* [TASK DESCRIPTION] Each entry below is to be printed verbatim.

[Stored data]
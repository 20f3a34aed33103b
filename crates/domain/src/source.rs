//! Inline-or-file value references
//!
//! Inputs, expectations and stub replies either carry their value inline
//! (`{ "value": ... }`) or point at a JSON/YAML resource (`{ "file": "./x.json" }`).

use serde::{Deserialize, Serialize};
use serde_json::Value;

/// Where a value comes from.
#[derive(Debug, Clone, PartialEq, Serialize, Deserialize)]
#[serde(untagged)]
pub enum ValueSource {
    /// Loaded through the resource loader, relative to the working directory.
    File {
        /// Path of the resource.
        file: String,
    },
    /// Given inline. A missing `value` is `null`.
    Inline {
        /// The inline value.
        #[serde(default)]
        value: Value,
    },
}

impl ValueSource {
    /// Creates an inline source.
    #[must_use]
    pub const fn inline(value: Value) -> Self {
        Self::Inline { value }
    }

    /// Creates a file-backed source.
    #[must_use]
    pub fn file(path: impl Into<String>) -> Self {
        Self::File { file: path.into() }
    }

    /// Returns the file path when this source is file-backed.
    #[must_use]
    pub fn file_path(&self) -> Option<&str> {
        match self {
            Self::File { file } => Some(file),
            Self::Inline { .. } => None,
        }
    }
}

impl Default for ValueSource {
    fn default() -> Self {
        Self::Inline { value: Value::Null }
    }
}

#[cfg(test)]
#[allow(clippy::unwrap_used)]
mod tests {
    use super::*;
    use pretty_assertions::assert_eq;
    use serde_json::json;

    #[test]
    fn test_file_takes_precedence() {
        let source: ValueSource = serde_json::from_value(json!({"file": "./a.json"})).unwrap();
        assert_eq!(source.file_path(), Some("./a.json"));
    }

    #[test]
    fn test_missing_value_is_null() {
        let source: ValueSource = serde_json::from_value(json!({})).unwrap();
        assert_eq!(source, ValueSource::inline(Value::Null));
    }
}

* [FINAL ANSWER]
repository 20f3a34aed33103b
filename crates/domain/src/source.rs
//! Inline-or-file value references
//!
//! Inputs, expectations and stub replies either carry their value inline
//! (`{ "value": ... }`) or point at a JSON/YAML resource (`{ "file": "./x.json" }`).

use serde::{Deserialize, Serialize};
use serde_json::Value;

/// Where a value comes from.
#[derive(Debug, Clone, PartialEq, Serialize, Deserialize)]
#[serde(untagged)]
pub enum ValueSource {
    /// Loaded through the resource loader, relative to the working directory.
    File {
        /// Path of the resource.
        file: String,
    },
    /// Given inline. A missing `value` is `null`.
    Inline {
        /// The inline value.
        #[serde(default)]
        value: Value,
    },
}

impl ValueSource {
    /// Creates an inline source.
    #[must_use]
    pub const fn inline(value: Value) -> Self {
        Self::Inline { value }
    }

    /// Creates a file-backed source.
    #[must_use]
    pub fn file(path: impl Into<String>) -> Self {
        Self::File { file: path.into() }
    }

    /// Returns the file path when this source is file-backed.
    #[must_use]
    pub fn file_path(&self) -> Option<&str> {
        match self {
            Self::File { file } => Some(file),
            Self::Inline { .. } => None,
        }
    }
}

impl Default for ValueSource {
    fn default() -> Self {
        Self::Inline { value: Value::Null }
    }
}

#[cfg(test)]
#[allow(clippy::unwrap_used)]
mod tests {
    use super::*;
    use pretty_assertions::assert_eq;
    use serde_json::json;

    #[test]
    fn test_file_takes_precedence() {
        let source: ValueSource = serde_json::from_value(json!({"file": "./a.json"})).unwrap();
        assert_eq!(source.file_path(), Some("./a.json"));
    }

    #[test]
    fn test_missing_value_is_null() {
        let source: ValueSource = serde_json::from_value(json!({})).unwrap();
        assert_eq!(source, ValueSource::inline(Value::Null));
    }
}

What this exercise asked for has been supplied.